Tax concessions proposed in the interim budget 2019-2020 for the salaried classes will apply to the income earned by them from April itself, with the assessment year being 2020-2021 for the same. For example, for the income earned in financial year 2018-19 (April-March), the assessment year is 2019-20.
A full-fledged union budget, likely to be presented in July, could alter these provisions, but the government has taken a gamble, promising voters what is in store for them if they vote the Bharatiya Janata Party back to power. Surely, the BJP can’t go back on these proposals when it presents the union budget if it comes back to power. It also creates a moral bind on the Congress and other parties to not alter these proposals in case they form the government in May.
A budget is a Money Bill and hence people needn’t worry about it getting approved by the Parliament since BJP is in a minority in the Rajya Sabha. It only needs the approval of the Lok Sabha where the party has a majority.
As per the interim budget, all income up to ₹5,00,000 in the year will be tax-free. If you invest more than ₹5,00,000, you can still end up not paying any tax up to a certain limit of income. It all depends on the amount of investments you make under various sections of the Income Tax Act. To begin with, any amount up to ₹1,50,000 in any tax-saving instrument like public provident fund or equity linked savings scheme of a mutual fund that comes under Section 80C will be free from tax.
This means no income tax will have to be paid if you earn up to ₹6,50,000, provided you invest ₹1,50,000 in instruments under Section 80C. Standard deduction has also been raised by ₹10,000 to ₹50,000 and helps the salaried class.
One can save income tax on savings beyond ₹1,50,000 also. This could be savings on premium paid for a mediclaim policy under Section 80D. Up to ₹25,000 premium is non-taxable on a mediclaim policy bought for yourself, spouse and kids. This can go up to ₹50,000 premium paid for policy bought for parents.
A further rebate is allowed on investments up to ₹50,000 in a national pension scheme under Section 80CCD(1B). Interest payment up to ₹2,00,000 on a housing loan is also exempted from tax. If you add standard deduction, mediclaim for self, NPS and interest on housing loan, it all comes to ₹4,75,000. This means you could be earning ₹9,75,000 and still not be paying any income tax.
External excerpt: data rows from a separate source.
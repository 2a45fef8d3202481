//! Event hook dispatch for debuggers, profilers and coverage tools
//!
//! Up to eight tools can register callbacks for execution events. The
//! union of every tool's event set is kept as a single global mask, and a
//! version tag moves whenever the mask changes. Tier-2 executors depend on
//! that tag, so turning on any event invalidates them lazily.

pub mod legacy;

use std::sync::Arc;

use arrayvec::ArrayVec;
use bytecode_system::{CodeUnit, VersionTag};
use core_types::Value;
use tracing::debug;

use crate::error::MonitoringError;

/// Number of tool slots
pub const TOOL_COUNT: usize = 8;
/// Conventional id for debuggers
pub const DEBUGGER_ID: u8 = 0;
/// Conventional id for coverage tools
pub const COVERAGE_ID: u8 = 1;
/// Slot used by the legacy profile hook
pub const PROFILER_ID: u8 = 6;
/// Slot used by the legacy trace hook
pub const TRACER_ID: u8 = 7;

const EVENT_COUNT: usize = 17;

macro_rules! define_events {
    ($( $(#[$meta:meta])* $variant:ident = $bit:literal => $name:literal, )*) => {
        /// Execution events a tool can subscribe to
        #[derive(Debug, Clone, Copy, PartialEq, Eq, Hash)]
        pub enum Event {
            $( $(#[$meta])* $variant = $bit, )*
        }

        impl Event {
            /// Every event, in bit order
            pub const ALL: &'static [Event] = &[$( Event::$variant, )*];

            /// Canonical upper-case name
            pub fn name(self) -> &'static str {
                match self {
                    $( Event::$variant => $name, )*
                }
            }
        }
    };
}

define_events! {
    /// A frame starts executing
    PyStart = 0 => "PY_START",
    /// A suspended generator frame resumes
    PyResume = 1 => "PY_RESUME",
    /// A frame returns
    PyReturn = 2 => "PY_RETURN",
    /// A generator frame yields
    PyYield = 3 => "PY_YIELD",
    /// A call is about to happen
    Call = 4 => "CALL",
    /// Execution reaches a new source line
    Line = 5 => "LINE",
    /// Every instruction
    Instruction = 6 => "INSTRUCTION",
    /// An unconditional jump
    Jump = 7 => "JUMP",
    /// A conditional branch
    Branch = 8 => "BRANCH",
    /// An iterator was exhausted
    StopIteration = 9 => "STOP_ITERATION",
    /// An exception is raised
    Raise = 10 => "RAISE",
    /// An exception is caught by a handler
    ExceptionHandled = 11 => "EXCEPTION_HANDLED",
    /// A frame exits through an exception
    PyUnwind = 12 => "PY_UNWIND",
    /// An exception is thrown into a generator
    PyThrow = 13 => "PY_THROW",
    /// An exception is re-raised
    Reraise = 14 => "RERAISE",
    /// A native callable returned
    CReturn = 15 => "C_RETURN",
    /// A native callable raised
    CRaise = 16 => "C_RAISE",
}

impl Event {
    #[inline]
    fn bit(self) -> u32 {
        1 << (self as u32)
    }
}

impl std::fmt::Display for Event {
    fn fmt(&self, f: &mut std::fmt::Formatter<'_>) -> std::fmt::Result {
        f.write_str(self.name())
    }
}

/// Set of events, one bit per [`Event`]
#[derive(Debug, Clone, Copy, Default, PartialEq, Eq, Hash)]
pub struct EventSet(u32);

impl EventSet {
    /// No events
    pub const EMPTY: EventSet = EventSet(0);

    /// Set containing exactly `events`
    pub fn of(events: &[Event]) -> Self {
        events.iter().copied().collect()
    }

    /// Every event
    pub fn all() -> Self {
        Self::of(Event::ALL)
    }

    /// Raw bitmask
    pub fn bits(self) -> u32 {
        self.0
    }

    /// Whether `event` is in the set
    #[inline]
    pub fn contains(self, event: Event) -> bool {
        self.0 & event.bit() != 0
    }

    /// Copy with `event` added
    pub fn with(self, event: Event) -> Self {
        EventSet(self.0 | event.bit())
    }

    /// Copy with `event` removed
    pub fn without(self, event: Event) -> Self {
        EventSet(self.0 & !event.bit())
    }

    /// Whether the set is empty
    #[inline]
    pub fn is_empty(self) -> bool {
        self.0 == 0
    }

    /// Events in the set, in bit order
    pub fn iter(self) -> impl Iterator<Item = Event> {
        Event::ALL.iter().copied().filter(move |e| self.contains(*e))
    }
}

impl std::ops::BitOr for EventSet {
    type Output = EventSet;

    fn bitor(self, rhs: EventSet) -> EventSet {
        EventSet(self.0 | rhs.0)
    }
}

impl FromIterator<Event> for EventSet {
    fn from_iter<I: IntoIterator<Item = Event>>(iter: I) -> Self {
        iter.into_iter().fold(EventSet::EMPTY, EventSet::with)
    }
}

/// What runs when an event fires for a tool
#[derive(Debug, Clone)]
pub enum Handler {
    /// A guest callable invoked with the event's positional arguments
    Object(Value),
    /// Adapter feeding the installed profile function
    LegacyProfile,
    /// Adapter feeding the installed trace function
    LegacyTrace,
}

/// Arguments describing one event occurrence
///
/// Offsets are instruction indices into the code unit.
#[derive(Debug, Clone)]
pub enum Payload {
    /// `(code, offset)`
    At {
        /// Instruction index
        offset: usize,
    },
    /// `(code, offset, value)` for returns and yields
    Return {
        /// Instruction index
        offset: usize,
        /// Returned or yielded value
        value: Value,
    },
    /// `(code, offset, callable, arg0)`
    Call {
        /// Instruction index
        offset: usize,
        /// The callee
        callable: Value,
        /// First argument, or a missing-argument marker
        arg0: Value,
    },
    /// `(code, line)`
    Line {
        /// New source line
        line: u32,
    },
    /// `(code, from, to)`
    Jump {
        /// Index of the jumping instruction
        from: usize,
        /// Destination index
        to: usize,
    },
    /// `(code, offset, exception)`
    Exception {
        /// Instruction index
        offset: usize,
        /// The exception object
        exc: Value,
    },
}

impl Payload {
    /// Positional arguments passed to a tool callback
    pub fn args(&self, code: &Arc<CodeUnit>) -> Vec<Value> {
        let code = Value::Code(Arc::clone(code));
        let int = |n: usize| Value::Int(n as i64);
        match self {
            Payload::At { offset } => vec![code, int(*offset)],
            Payload::Return { offset, value } => vec![code, int(*offset), value.clone()],
            Payload::Call {
                offset,
                callable,
                arg0,
            } => vec![code, int(*offset), callable.clone(), arg0.clone()],
            Payload::Line { line } => vec![code, Value::Int(*line as i64)],
            Payload::Jump { from, to } => vec![code, int(*from), int(*to)],
            Payload::Exception { offset, exc } => vec![code, int(*offset), exc.clone()],
        }
    }

    /// Source line the event happened on
    pub fn line(&self, code: &CodeUnit) -> Option<u32> {
        match self {
            Payload::Line { line } => Some(*line),
            Payload::Jump { to, .. } => code.line_for(*to),
            Payload::At { offset }
            | Payload::Return { offset, .. }
            | Payload::Call { offset, .. }
            | Payload::Exception { offset, .. } => code.line_for(*offset),
        }
    }
}

#[derive(Debug, Clone)]
struct Tool {
    name: String,
    events: EventSet,
    callbacks: [Option<Handler>; EVENT_COUNT],
}

impl Tool {
    fn new(name: &str) -> Self {
        Self {
            name: name.to_string(),
            events: EventSet::EMPTY,
            callbacks: Default::default(),
        }
    }
}

/// Tool registry and global event mask of one interpreter
#[derive(Debug)]
pub struct Monitoring {
    tools: [Option<Tool>; TOOL_COUNT],
    mask: EventSet,
    tag: Arc<VersionTag>,
}

impl Default for Monitoring {
    fn default() -> Self {
        Self::new()
    }
}

fn slot(tool: u8) -> Result<usize, MonitoringError> {
    if (tool as usize) < TOOL_COUNT {
        Ok(tool as usize)
    } else {
        Err(MonitoringError::InvalidTool(tool))
    }
}

impl Monitoring {
    /// Registry with no tools
    pub fn new() -> Self {
        Self {
            tools: Default::default(),
            mask: EventSet::EMPTY,
            tag: Arc::new(VersionTag::new()),
        }
    }

    /// Claim `tool` for `name`
    pub fn use_tool_id(&mut self, tool: u8, name: &str) -> Result<(), MonitoringError> {
        let index = slot(tool)?;
        if let Some(holder) = &self.tools[index] {
            return Err(MonitoringError::Conflict {
                tool,
                holder: holder.name.clone(),
            });
        }
        debug!(tool, name, "tool claimed");
        self.tools[index] = Some(Tool::new(name));
        Ok(())
    }

    /// Release `tool`, dropping its events and callbacks
    pub fn free_tool_id(&mut self, tool: u8) -> Result<(), MonitoringError> {
        let index = slot(tool)?;
        if self.tools[index].take().is_some() {
            debug!(tool, "tool freed");
            self.recompute_mask();
        }
        Ok(())
    }

    /// Name of the registrant holding `tool`
    pub fn get_tool(&self, tool: u8) -> Option<&str> {
        let index = slot(tool).ok()?;
        self.tools[index].as_ref().map(|t| t.name.as_str())
    }

    /// Claim `tool` for `registrant` (or reuse its existing claim), then
    /// install `handler` for every event in `events` and enable them
    ///
    /// Fails with a conflict when a different registrant holds the slot.
    pub fn register(
        &mut self,
        tool: u8,
        registrant: &str,
        events: EventSet,
        handler: Handler,
    ) -> Result<(), MonitoringError> {
        let index = slot(tool)?;
        match &self.tools[index] {
            Some(holder) if holder.name != registrant => {
                return Err(MonitoringError::Conflict {
                    tool,
                    holder: holder.name.clone(),
                });
            }
            Some(_) => {}
            None => self.use_tool_id(tool, registrant)?,
        }
        if let Some(state) = self.tools[index].as_mut() {
            for event in events.iter() {
                state.callbacks[event as usize] = Some(handler.clone());
            }
        }
        self.set_events(tool, events)
    }

    /// Install (or with `None`, remove) the callable for `event`
    ///
    /// Returns the previously installed callable.
    pub fn register_callback(
        &mut self,
        tool: u8,
        event: Event,
        callback: Option<Value>,
    ) -> Result<Option<Value>, MonitoringError> {
        let index = slot(tool)?;
        let state = self.tools[index]
            .as_mut()
            .ok_or(MonitoringError::ToolNotInUse(tool))?;
        let previous = std::mem::replace(
            &mut state.callbacks[event as usize],
            callback.map(Handler::Object),
        );
        Ok(match previous {
            Some(Handler::Object(value)) => Some(value),
            _ => None,
        })
    }

    /// Replace the event set of `tool`
    pub fn set_events(&mut self, tool: u8, events: EventSet) -> Result<(), MonitoringError> {
        let index = slot(tool)?;
        let state = self.tools[index]
            .as_mut()
            .ok_or(MonitoringError::ToolNotInUse(tool))?;
        state.events = events;
        self.recompute_mask();
        Ok(())
    }

    /// Event set of `tool`
    pub fn get_events(&self, tool: u8) -> Result<EventSet, MonitoringError> {
        let index = slot(tool)?;
        self.tools[index]
            .as_ref()
            .map(|t| t.events)
            .ok_or(MonitoringError::ToolNotInUse(tool))
    }

    /// Union of every tool's events
    #[inline]
    pub fn mask(&self) -> EventSet {
        self.mask
    }

    /// Whether some tool listens for `event`
    #[inline]
    pub fn is_active(&self, event: Event) -> bool {
        self.mask.contains(event)
    }

    /// Whether any event at all is enabled
    #[inline]
    pub fn any_active(&self) -> bool {
        !self.mask.is_empty()
    }

    /// Tag moved on every change of the global mask
    pub fn instrumentation_tag(&self) -> &Arc<VersionTag> {
        &self.tag
    }

    /// Handlers for `event`, in tool-id order
    pub fn handlers(&self, event: Event) -> ArrayVec<(u8, Handler), TOOL_COUNT> {
        let mut out = ArrayVec::new();
        if !self.mask.contains(event) {
            return out;
        }
        for (id, tool) in self.tools.iter().enumerate() {
            let Some(tool) = tool else { continue };
            if !tool.events.contains(event) {
                continue;
            }
            if let Some(handler) = &tool.callbacks[event as usize] {
                out.push((id as u8, handler.clone()));
            }
        }
        out
    }

    fn recompute_mask(&mut self) {
        let mask = self
            .tools
            .iter()
            .flatten()
            .fold(EventSet::EMPTY, |acc, tool| acc | tool.events);
        if mask != self.mask {
            self.tag.bump();
            debug!(mask = mask.bits(), "instrumentation changed");
            self.mask = mask;
        }
    }
}
impl TraceRecorder {
    /// Begin recording the loop closed by the backward jump at `origin`
    ///
    /// `depth` identifies the recording frame among nested calls of the same
    /// code unit; `entry` is the loop head the jump targets.
    pub fn start(
        code: Arc<CodeUnit>,
        depth: usize,
        origin: usize,
        entry: usize,
        limits: RecorderLimits,
    ) -> Self {
        debug!(code = %code.qualname(), origin, entry, "recording started");
        Self {
            code,
            depth,
            origin,
            entry,
            uops: vec![UopInstruction::new(UopId::CheckValidity, 0, entry as u32)],
            dependencies: Vec::new(),
            calls: 0,
            limits,
        }
    }

    /// Whether the frame running `code` at `depth` is the one being recorded
    pub fn is_recording(&self, code: &Arc<CodeUnit>, depth: usize) -> bool {
        self.depth == depth && Arc::ptr_eq(&self.code, code)
    }

    /// Index of the originating backward jump
    pub fn origin(&self) -> usize {
        self.origin
    }

    /// Loop head
    pub fn entry(&self) -> usize {
        self.entry
    }

    /// Code unit being recorded
    pub fn code(&self) -> &Arc<CodeUnit> {
        &self.code
    }

    /// Uops recorded so far
    pub fn len(&self) -> usize {
        self.uops.len()
    }

    /// Whether nothing beyond the leading validity check was recorded
    pub fn is_empty(&self) -> bool {
        self.uops.len() <= 1
    }

    /// Make the trace depend on `tag` still holding `version`
    pub fn depend_on(&mut self, tag: &Arc<VersionTag>, version: u32) {
        let known = self
            .dependencies
            .iter()
            .any(|(existing, _)| Arc::ptr_eq(existing, tag));
        if !known {
            self.dependencies.push((Arc::clone(tag), version));
        }
    }

    /// Translate one instruction before it executes
    pub fn observe(&mut self, observation: &Observation<'_>) -> RecordStatus {
        if observation.index == self.origin {
            return self.close(observation);
        }
        if observation.start < self.entry || observation.index > self.origin {
            return self.abort(AbortReason::LeftLoop {
                index: observation.index,
            });
        }

        let mut emitted = Emitted::new();
        if let Err(reason) = self.translate(observation, &mut emitted) {
            return self.abort(reason);
        }
        // One slot stays reserved for the closing jump.
        if self.uops.len() + emitted.len() + 1 > self.limits.max_trace_length {
            return self.abort(AbortReason::TooLong {
                limit: self.limits.max_trace_length,
            });
        }
        self.uops.extend(emitted);
        RecordStatus::Continue
    }

    /// Abandon the recording from outside (exception, frame exit, ...)
    pub fn abort(&mut self, reason: AbortReason) -> RecordStatus {
        debug!(
            code = %self.code.qualname(),
            origin = self.origin,
            uops = self.uops.len(),
            %reason,
            "recording aborted"
        );
        self.uops.clear();
        RecordStatus::Abort(reason)
    }

    fn close(&mut self, observation: &Observation<'_>) -> RecordStatus {
        if observation.opcode != Opcode::JumpBackward {
            return self.abort(AbortReason::Untranslatable {
                opcode: observation.opcode,
                index: observation.index,
            });
        }
        if self.uops.len() + 1 > self.limits.max_trace_length {
            return self.abort(AbortReason::TooLong {
                limit: self.limits.max_trace_length,
            });
        }
        let mut uops = std::mem::take(&mut self.uops);
        uops.push(UopInstruction::new(UopId::JumpToTop, 0, self.entry as u32));
        debug!(
            code = %self.code.qualname(),
            origin = self.origin,
            uops = uops.len(),
            "recording complete"
        );
        RecordStatus::Complete(Trace::new(
            Arc::clone(&self.code),
            self.origin,
            self.entry,
            uops,
            std::mem::take(&mut self.dependencies),
        ))
    }

    fn translate(
        &mut self,
        obs: &Observation<'_>,
        out: &mut Emitted,
    ) -> Result<(), AbortReason> {
        let target = obs.start as u32;
        let oparg = obs.oparg;
        let simple = |id| UopInstruction::new(id, oparg, target);
        match obs.opcode.base() {
            Opcode::Nop | Opcode::Resume | Opcode::JumpForward => {}
            Opcode::PopTop => out.push(simple(UopId::PopTop)),
            Opcode::Copy => out.push(simple(UopId::Copy)),
            Opcode::Swap => out.push(simple(UopId::Swap)),
            Opcode::LoadConst => out.push(simple(UopId::LoadConst)),
            Opcode::LoadFast => out.push(simple(UopId::LoadFast)),
            Opcode::StoreFast => out.push(simple(UopId::StoreFast)),
            Opcode::LoadDeref => out.push(simple(UopId::LoadDeref)),
            Opcode::StoreDeref => out.push(simple(UopId::StoreDeref)),
            Opcode::StoreGlobal => out.push(simple(UopId::StoreGlobal)),
            Opcode::UnaryNot => out.push(simple(UopId::UnaryNot)),
            Opcode::UnaryNegative => out.push(simple(UopId::UnaryNegative)),
            Opcode::BuildTuple => out.push(simple(UopId::BuildTuple)),
            Opcode::BuildList => out.push(simple(UopId::BuildList)),
            Opcode::BinarySubscr => out.push(simple(UopId::BinarySubscr)),
            Opcode::LoadGlobal => self.record_load_global(obs, out),
            Opcode::LoadAttr => self.record_load_attr(obs, out),
            Opcode::StoreAttr => self.record_store_attr(obs, out),
            Opcode::BinaryOp => record_binary_op(obs, out),
            Opcode::CompareOp => record_compare_op(obs, out),
            Opcode::ForIter => record_for_iter(obs, out)?,
            Opcode::PopJumpIfFalse | Opcode::PopJumpIfTrue => {
                let truthy = obs.peek(0).map_or(false, Value::is_truthy);
                let guard = if truthy {
                    UopId::GuardIsTruePop
                } else {
                    UopId::GuardIsFalsePop
                };
                out.push(UopInstruction::new(guard, 0, target));
            }
            Opcode::Call => self.record_call(obs, out)?,
            Opcode::JumpBackward => {
                return Err(AbortReason::InnerLoop { index: obs.index });
            }
            _ => {
                return Err(AbortReason::Untranslatable {
                    opcode: obs.opcode,
                    index: obs.index,
                });
            }
        }
        Ok(())
    }

    fn record_load_global(&mut self, obs: &Observation<'_>, out: &mut Emitted) {
        let target = obs.start as u32;
        let name = match self.code.names().get(obs.oparg as usize) {
            Some(name) => Arc::clone(name),
            None => {
                out.push(UopInstruction::new(UopId::LoadGlobal, obs.oparg, target));
                return;
            }
        };
        let globals_version = obs.globals.keys_version();
        if let Some(index) = obs.globals.index_of(&name) {
            self.depend_on(obs.globals.version_tag(), globals_version);
            out.push(UopInstruction::with_operand(
                UopId::GuardGlobalsVersion,
                0,
                globals_version as u64,
                target,
            ));
            out.push(UopInstruction::new(UopId::LoadGlobalModule, index as u32, target));
        } else if let Some(index) = obs.builtins.index_of(&name) {
            let builtins_version = obs.builtins.keys_version();
            self.depend_on(obs.globals.version_tag(), globals_version);
            self.depend_on(obs.builtins.version_tag(), builtins_version);
            out.push(UopInstruction::with_operand(
                UopId::GuardGlobalsVersion,
                0,
                globals_version as u64,
                target,
            ));
            out.push(UopInstruction::with_operand(
                UopId::GuardBuiltinsVersion,
                0,
                builtins_version as u64,
                target,
            ));
            out.push(UopInstruction::new(UopId::LoadGlobalBuiltin, index as u32, target));
        } else {
            out.push(UopInstruction::new(UopId::LoadGlobal, obs.oparg, target));
        }
    }

    fn record_load_attr(&mut self, obs: &Observation<'_>, out: &mut Emitted) {
        let target = obs.start as u32;
        let name = self.code.names().get(obs.oparg as usize).cloned();
        if let Some(name) = name {
            match obs.peek(0) {
                Some(Value::Instance(obj)) => {
                    let class = obj.class();
                    if let Some(slot) = class.slot_of(&name) {
                        if obj.has_slot(slot) {
                            self.depend_on(class.version_tag(), class.version());
                            out.push(UopInstruction::with_operand(
                                UopId::GuardTypeVersion,
                                0,
                                class.version() as u64,
                                target,
                            ));
                            out.push(UopInstruction::new(
                                UopId::LoadAttrInstanceValue,
                                slot as u32,
                                target,
                            ));
                            return;
                        }
                    }
                }
                Some(Value::Type(class)) if class.class_attr(&name).is_some() => {
                    self.depend_on(class.version_tag(), class.version());
                    out.push(UopInstruction::with_operand(
                        UopId::GuardTypeVersion,
                        0,
                        class.version() as u64,
                        target,
                    ));
                    out.push(UopInstruction::new(UopId::LoadAttrClass, obs.oparg, target));
                    return;
                }
                _ => {}
            }
        }
        out.push(UopInstruction::new(UopId::LoadAttr, obs.oparg, target));
    }

    fn record_store_attr(&mut self, obs: &Observation<'_>, out: &mut Emitted) {
        let target = obs.start as u32;
        let name = self.code.names().get(obs.oparg as usize).cloned();
        if let (Some(name), Some(Value::Instance(obj))) = (name, obs.peek(0)) {
            let class = obj.class();
            if let Some(slot) = class.slot_of(&name) {
                self.depend_on(class.version_tag(), class.version());
                out.push(UopInstruction::with_operand(
                    UopId::GuardTypeVersion,
                    0,
                    class.version() as u64,
                    target,
                ));
                out.push(UopInstruction::new(
                    UopId::StoreAttrInstanceValue,
                    slot as u32,
                    target,
                ));
                return;
            }
        }
        out.push(UopInstruction::new(UopId::StoreAttr, obs.oparg, target));
    }

    fn record_call(&mut self, obs: &Observation<'_>, out: &mut Emitted) -> Result<(), AbortReason> {
        self.calls += 1;
        if self.calls > self.limits.max_trace_calls {
            return Err(AbortReason::TooManyCalls {
                limit: self.limits.max_trace_calls,
            });
        }
        let target = obs.start as u32;
        let argc = obs.oparg;
        if let Some(Value::Function(func)) = obs.peek(argc as usize) {
            let code = func.code();
            if code.arg_count() == argc && !code.is_generator() && !code.has_varargs() {
                out.push(UopInstruction::with_operand(
                    UopId::CheckFunctionExactArgs,
                    argc,
                    func.version() as u64,
                    target,
                ));
            }
        }
        out.push(UopInstruction::new(UopId::Call, argc, target));
        // The callee may have invalidated anything this trace relies on.
        out.push(UopInstruction::new(UopId::CheckValidity, 0, obs.next as u32));
        Ok(())
    }
}

impl std::fmt::Debug for TraceRecorder {
    fn fmt(&self, f: &mut std::fmt::Formatter<'_>) -> std::fmt::Result {
        f.debug_struct("TraceRecorder")
            .field("code", self.code.qualname())
            .field("depth", &self.depth)
            .field("origin", &self.origin)
            .field("entry", &self.entry)
            .field("uops", &self.uops.len())
            .field("calls", &self.calls)
            .finish()
    }
}

fn record_binary_op(obs: &Observation<'_>, out: &mut Emitted) {
    let target = obs.start as u32;
    let op = BinaryOperator::from_oparg(obs.oparg);
    let specialized = match (obs.peek(1), obs.peek(0), op) {
        (Some(Value::Int(_)), Some(Value::Int(_)), Some(op)) => match op {
            BinaryOperator::Add => Some((UopId::GuardBothInt, UopId::BinaryOpAddInt)),
            BinaryOperator::Subtract => Some((UopId::GuardBothInt, UopId::BinaryOpSubtractInt)),
            BinaryOperator::Multiply => Some((UopId::GuardBothInt, UopId::BinaryOpMultiplyInt)),
            _ => None,
        },
        (Some(Value::Float(_)), Some(Value::Float(_)), Some(op)) => match op {
            BinaryOperator::Add => Some((UopId::GuardBothFloat, UopId::BinaryOpAddFloat)),
            BinaryOperator::Subtract => {
                Some((UopId::GuardBothFloat, UopId::BinaryOpSubtractFloat))
            }
            BinaryOperator::Multiply => {
                Some((UopId::GuardBothFloat, UopId::BinaryOpMultiplyFloat))
            }
            _ => None,
        },
        (Some(Value::Str(_)), Some(Value::Str(_)), Some(BinaryOperator::Add)) => {
            Some((UopId::GuardBothUnicode, UopId::BinaryOpAddUnicode))
        }
        _ => None,
    };
    match specialized {
        Some((guard, effect)) => {
            out.push(UopInstruction::new(guard, 0, target));
            out.push(UopInstruction::new(effect, obs.oparg, target));
        }
        None => out.push(UopInstruction::new(UopId::BinaryOp, obs.oparg, target)),
    }
}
There’s major relief for people owning two houses. Owning a second house was always a tricky question in these times of job hopping. This was because your second house was always treated as one that you had rented out even if you had not. Even if one used it for ‘self occupation’ purpose, It was ‘deemed’ to be earning an income for the person. The deemed rental income was whatever the prevailing rental in that area was and one had to pay tax on it.
As things stood, a lot of people – and many of them from the so-called ‘middle class’ – never revealed this in their tax returns and hence never paid any tax. The finance minister has made their life simpler and guilt-free. One need not pay any tax on the second house if it’s not rented, a big relief and sort of a bonanza for people owning two houses. It could also reduce litigation in several cases.
In another benefit for house owners and one that will also help realtors, profits from sale of a property can be used to buy two houses to save on capital gains tax. Earlier, it could be used to buy only one property and if the cost of the new asset was less than the gains from the sale of the first one, then the remains gains was taxed. This could also help in avoiding creation of black money.